## TO DO
Please write every entry out again, exactly as it reads below.

(PROVIDED RECORDS Opens)

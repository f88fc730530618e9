//! Health check logic and monitoring
//!
//! This module provides health check functionality for the pickup-room
//! service, including readiness and liveness probes.

use crate::amqp::AmqpConnection;
use crate::lobby::{LobbyRegistry, LobbyRegistryStats};
use anyhow::Result;
use serde::{Deserialize, Serialize};
use std::sync::Arc;
use std::time::Instant;
use tokio::sync::RwLock;
use tracing::error;

/// Health check status
#[derive(Debug, Clone, Copy, Serialize, Deserialize, PartialEq, Eq)]
#[serde(rename_all = "lowercase")]
pub enum HealthStatus {
    Healthy,
    Degraded,
    Unhealthy,
}

impl HealthStatus {
    /// Gauge value (0=unhealthy, 1=degraded, 2=healthy)
    pub fn as_gauge(self) -> u8 {
        match self {
            HealthStatus::Healthy => 2,
            HealthStatus::Degraded => 1,
            HealthStatus::Unhealthy => 0,
        }
    }

    /// The worse of two statuses
    fn worst(self, other: HealthStatus) -> HealthStatus {
        if other.as_gauge() < self.as_gauge() {
            other
        } else {
            self
        }
    }
}

impl std::fmt::Display for HealthStatus {
    fn fmt(&self, f: &mut std::fmt::Formatter<'_>) -> std::fmt::Result {
        match self {
            HealthStatus::Healthy => write!(f, "healthy"),
            HealthStatus::Degraded => write!(f, "degraded"),
            HealthStatus::Unhealthy => write!(f, "unhealthy"),
        }
    }
}

/// Everything a health check needs to look at
#[derive(Clone)]
pub struct ServiceProbe {
    pub service_name: String,
    pub registry: Arc<LobbyRegistry>,
    pub amqp: Option<Arc<AmqpConnection>>,
    running: Arc<RwLock<bool>>,
    started_at: Instant,
}

impl ServiceProbe {
    pub fn new(
        service_name: impl Into<String>,
        registry: Arc<LobbyRegistry>,
        amqp: Option<Arc<AmqpConnection>>,
        running: Arc<RwLock<bool>>,
    ) -> Self {
        Self {
            service_name: service_name.into(),
            registry,
            amqp,
            running,
            started_at: Instant::now(),
        }
    }

    pub async fn is_running(&self) -> bool {
        *self.running.read().await
    }

    pub fn uptime_seconds(&self) -> u64 {
        self.started_at.elapsed().as_secs()
    }
}

/// Health check response
#[derive(Debug, Clone, Serialize, Deserialize)]
pub struct HealthCheck {
    /// Overall service status
    pub status: HealthStatus,
    /// Service name
    pub service: String,
    pub version: String,
    /// Current timestamp
    pub timestamp: chrono::DateTime<chrono::Utc>,
    /// Detailed component checks
    pub checks: Vec<ComponentCheck>,
    /// Service statistics
    pub stats: ServiceStats,
}

/// Individual component health check
#[derive(Debug, Clone, Serialize, Deserialize)]
pub struct ComponentCheck {
    /// Component name
    pub name: String,
    /// Component status
    pub status: HealthStatus,
    /// Optional error message if unhealthy
    pub message: Option<String>,
    /// Check duration in milliseconds
    pub duration_ms: u64,
}

/// Service statistics for health reporting
#[derive(Debug, Clone, Default, Serialize, Deserialize)]
pub struct ServiceStats {
    pub active_lobbies: usize,
    pub queued_players: usize,
    pub lobbies_created: u64,
    pub lobbies_completed: u64,
    pub matches_forced: u64,
    pub report_conflicts: u64,
    pub uptime_seconds: u64,
}

impl ServiceStats {
    fn from_registry(stats: LobbyRegistryStats, uptime_seconds: u64) -> Self {
        Self {
            active_lobbies: stats.active_lobbies,
            queued_players: stats.queued_players,
            lobbies_created: stats.lobbies_created,
            lobbies_completed: stats.lobbies_completed,
            matches_forced: stats.matches_forced,
            report_conflicts: stats.report_conflicts,
            uptime_seconds,
        }
    }
}

impl HealthCheck {
    /// Perform a comprehensive health check of the service
    pub async fn check(probe: &ServiceProbe) -> Result<Self> {
        let checks = vec![
            Self::check_service_running(probe).await,
            Self::check_registry(probe),
            Self::check_amqp_health(probe),
        ];
        let status = checks
            .iter()
            .fold(HealthStatus::Healthy, |status, check| status.worst(check.status));

        let stats = match probe.registry.stats() {
            Ok(stats) => ServiceStats::from_registry(stats, probe.uptime_seconds()),
            Err(_) => ServiceStats {
                uptime_seconds: probe.uptime_seconds(),
                ..ServiceStats::default()
            },
        };

        Ok(HealthCheck {
            status,
            service: probe.service_name.clone(),
            version: env!("CARGO_PKG_VERSION").to_string(),
            timestamp: chrono::Utc::now(),
            checks,
            stats,
        })
    }

    /// Simple liveness check - just verify service is running
    pub async fn liveness_check(probe: &ServiceProbe) -> HealthStatus {
        if probe.is_running().await {
            HealthStatus::Healthy
        } else {
            HealthStatus::Unhealthy
        }
    }

    /// Readiness check - verify service can handle commands
    pub async fn readiness_check(probe: &ServiceProbe) -> HealthStatus {
        if !probe.is_running().await {
            return HealthStatus::Unhealthy;
        }

        Self::check_registry(probe)
            .status
            .worst(Self::check_amqp_health(probe).status)
    }

    async fn check_service_running(probe: &ServiceProbe) -> ComponentCheck {
        let start = Instant::now();

        let (status, message) = if probe.is_running().await {
            (HealthStatus::Healthy, None)
        } else {
            (
                HealthStatus::Unhealthy,
                Some("Service is not running".to_string()),
            )
        };

        ComponentCheck {
            name: "service_running".to_string(),
            status,
            message,
            duration_ms: start.elapsed().as_millis() as u64,
        }
    }

    /// The registry is unusable once its lock is poisoned
    fn check_registry(probe: &ServiceProbe) -> ComponentCheck {
        let start = Instant::now();

        let (status, message) = match probe.registry.stats() {
            Ok(_) => (HealthStatus::Healthy, None),
            Err(e) => {
                error!("Lobby registry check failed: {}", e);
                (HealthStatus::Unhealthy, Some(e.to_string()))
            }
        };

        ComponentCheck {
            name: "lobby_registry".to_string(),
            status,
            message,
            duration_ms: start.elapsed().as_millis() as u64,
        }
    }

    fn check_amqp_health(probe: &ServiceProbe) -> ComponentCheck {
        let start = Instant::now();

        let (status, message) = match &probe.amqp {
            Some(connection) if connection.is_alive() => (HealthStatus::Healthy, None),
            Some(_) => (
                HealthStatus::Unhealthy,
                Some("AMQP connection is closed".to_string()),
            ),
            None => (
                HealthStatus::Degraded,
                Some("No AMQP connection; commands are not being consumed".to_string()),
            ),
        };

        ComponentCheck {
            name: "amqp_connection".to_string(),
            status,
            message,
            duration_ms: start.elapsed().as_millis() as u64,
        }
    }

    pub fn to_json(&self) -> Result<String> {
        serde_json::to_string_pretty(self)
            .map_err(|e| anyhow::anyhow!("Failed to serialize health check: {}", e))
    }
}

(PROVIDED RECORDS Closes)

## ANSWER AREA
repository f88fc730530618e9
//! Health check logic and monitoring
//!
//! This module provides health check functionality for the pickup-room
//! service, including readiness and liveness probes.

use crate::amqp::AmqpConnection;
use crate::lobby::{LobbyRegistry, LobbyRegistryStats};
use anyhow::Result;
use serde::{Deserialize, Serialize};
use std::sync::Arc;
use std::time::Instant;
use tokio::sync::RwLock;
use tracing::error;

/// Health check status
#[derive(Debug, Clone, Copy, Serialize, Deserialize, PartialEq, Eq)]
#[serde(rename_all = "lowercase")]
pub enum HealthStatus {
    Healthy,
    Degraded,
    Unhealthy,
}

impl HealthStatus {
    /// Gauge value (0=unhealthy, 1=degraded, 2=healthy)
    pub fn as_gauge(self) -> u8 {
        match self {
            HealthStatus::Healthy => 2,
            HealthStatus::Degraded => 1,
            HealthStatus::Unhealthy => 0,
        }
    }

    /// The worse of two statuses
    fn worst(self, other: HealthStatus) -> HealthStatus {
        if other.as_gauge() < self.as_gauge() {
            other
        } else {
            self
        }
    }
}

impl std::fmt::Display for HealthStatus {
    fn fmt(&self, f: &mut std::fmt::Formatter<'_>) -> std::fmt::Result {
        match self {
            HealthStatus::Healthy => write!(f, "healthy"),
            HealthStatus::Degraded => write!(f, "degraded"),
            HealthStatus::Unhealthy => write!(f, "unhealthy"),
        }
    }
}

/// Everything a health check needs to look at
#[derive(Clone)]
pub struct ServiceProbe {
    pub service_name: String,
    pub registry: Arc<LobbyRegistry>,
    pub amqp: Option<Arc<AmqpConnection>>,
    running: Arc<RwLock<bool>>,
    started_at: Instant,
}

impl ServiceProbe {
    pub fn new(
        service_name: impl Into<String>,
        registry: Arc<LobbyRegistry>,
        amqp: Option<Arc<AmqpConnection>>,
        running: Arc<RwLock<bool>>,
    ) -> Self {
        Self {
            service_name: service_name.into(),
            registry,
            amqp,
            running,
            started_at: Instant::now(),
        }
    }

    pub async fn is_running(&self) -> bool {
        *self.running.read().await
    }

    pub fn uptime_seconds(&self) -> u64 {
        self.started_at.elapsed().as_secs()
    }
}

/// Health check response
#[derive(Debug, Clone, Serialize, Deserialize)]
pub struct HealthCheck {
    /// Overall service status
    pub status: HealthStatus,
    /// Service name
    pub service: String,
    pub version: String,
    /// Current timestamp
    pub timestamp: chrono::DateTime<chrono::Utc>,
    /// Detailed component checks
    pub checks: Vec<ComponentCheck>,
    /// Service statistics
    pub stats: ServiceStats,
}

/// Individual component health check
#[derive(Debug, Clone, Serialize, Deserialize)]
pub struct ComponentCheck {
    /// Component name
    pub name: String,
    /// Component status
    pub status: HealthStatus,
    /// Optional error message if unhealthy
    pub message: Option<String>,
    /// Check duration in milliseconds
    pub duration_ms: u64,
}

/// Service statistics for health reporting
#[derive(Debug, Clone, Default, Serialize, Deserialize)]
pub struct ServiceStats {
    pub active_lobbies: usize,
    pub queued_players: usize,
    pub lobbies_created: u64,
    pub lobbies_completed: u64,
    pub matches_forced: u64,
    pub report_conflicts: u64,
    pub uptime_seconds: u64,
}

impl ServiceStats {
    fn from_registry(stats: LobbyRegistryStats, uptime_seconds: u64) -> Self {
        Self {
            active_lobbies: stats.active_lobbies,
            queued_players: stats.queued_players,
            lobbies_created: stats.lobbies_created,
            lobbies_completed: stats.lobbies_completed,
            matches_forced: stats.matches_forced,
            report_conflicts: stats.report_conflicts,
            uptime_seconds,
        }
    }
}

impl HealthCheck {
    /// Perform a comprehensive health check of the service
    pub async fn check(probe: &ServiceProbe) -> Result<Self> {
        let checks = vec![
            Self::check_service_running(probe).await,
            Self::check_registry(probe),
            Self::check_amqp_health(probe),
        ];
        let status = checks
            .iter()
            .fold(HealthStatus::Healthy, |status, check| status.worst(check.status));

        let stats = match probe.registry.stats() {
            Ok(stats) => ServiceStats::from_registry(stats, probe.uptime_seconds()),
            Err(_) => ServiceStats {
                uptime_seconds: probe.uptime_seconds(),
                ..ServiceStats::default()
            },
        };

        Ok(HealthCheck {
            status,
            service: probe.service_name.clone(),
            version: env!("CARGO_PKG_VERSION").to_string(),
            timestamp: chrono::Utc::now(),
            checks,
            stats,
        })
    }

    /// Simple liveness check - just verify service is running
    pub async fn liveness_check(probe: &ServiceProbe) -> HealthStatus {
        if probe.is_running().await {
            HealthStatus::Healthy
        } else {
            HealthStatus::Unhealthy
        }
    }

    /// Readiness check - verify service can handle commands
    pub async fn readiness_check(probe: &ServiceProbe) -> HealthStatus {
        if !probe.is_running().await {
            return HealthStatus::Unhealthy;
        }

        Self::check_registry(probe)
            .status
            .worst(Self::check_amqp_health(probe).status)
    }

    async fn check_service_running(probe: &ServiceProbe) -> ComponentCheck {
        let start = Instant::now();

        let (status, message) = if probe.is_running().await {
            (HealthStatus::Healthy, None)
        } else {
            (
                HealthStatus::Unhealthy,
                Some("Service is not running".to_string()),
            )
        };

        ComponentCheck {
            name: "service_running".to_string(),
            status,
            message,
            duration_ms: start.elapsed().as_millis() as u64,
        }
    }

    /// The registry is unusable once its lock is poisoned
    fn check_registry(probe: &ServiceProbe) -> ComponentCheck {
        let start = Instant::now();

        let (status, message) = match probe.registry.stats() {
            Ok(_) => (HealthStatus::Healthy, None),
            Err(e) => {
                error!("Lobby registry check failed: {}", e);
                (HealthStatus::Unhealthy, Some(e.to_string()))
            }
        };

        ComponentCheck {
            name: "lobby_registry".to_string(),
            status,
            message,
            duration_ms: start.elapsed().as_millis() as u64,
        }
    }

    fn check_amqp_health(probe: &ServiceProbe) -> ComponentCheck {
        let start = Instant::now();

        let (status, message) = match &probe.amqp {
            Some(connection) if connection.is_alive() => (HealthStatus::Healthy, None),
            Some(_) => (
                HealthStatus::Unhealthy,
                Some("AMQP connection is closed".to_string()),
            ),
            None => (
                HealthStatus::Degraded,
                Some("No AMQP connection; commands are not being consumed".to_string()),
            ),
        };

        ComponentCheck {
            name: "amqp_connection".to_string(),
            status,
            message,
            duration_ms: start.elapsed().as_millis() as u64,
        }
    }

    pub fn to_json(&self) -> Result<String> {
        serde_json::to_string_pretty(self)
            .map_err(|e| anyhow::anyhow!("Failed to serialize health check: {}", e))
    }
}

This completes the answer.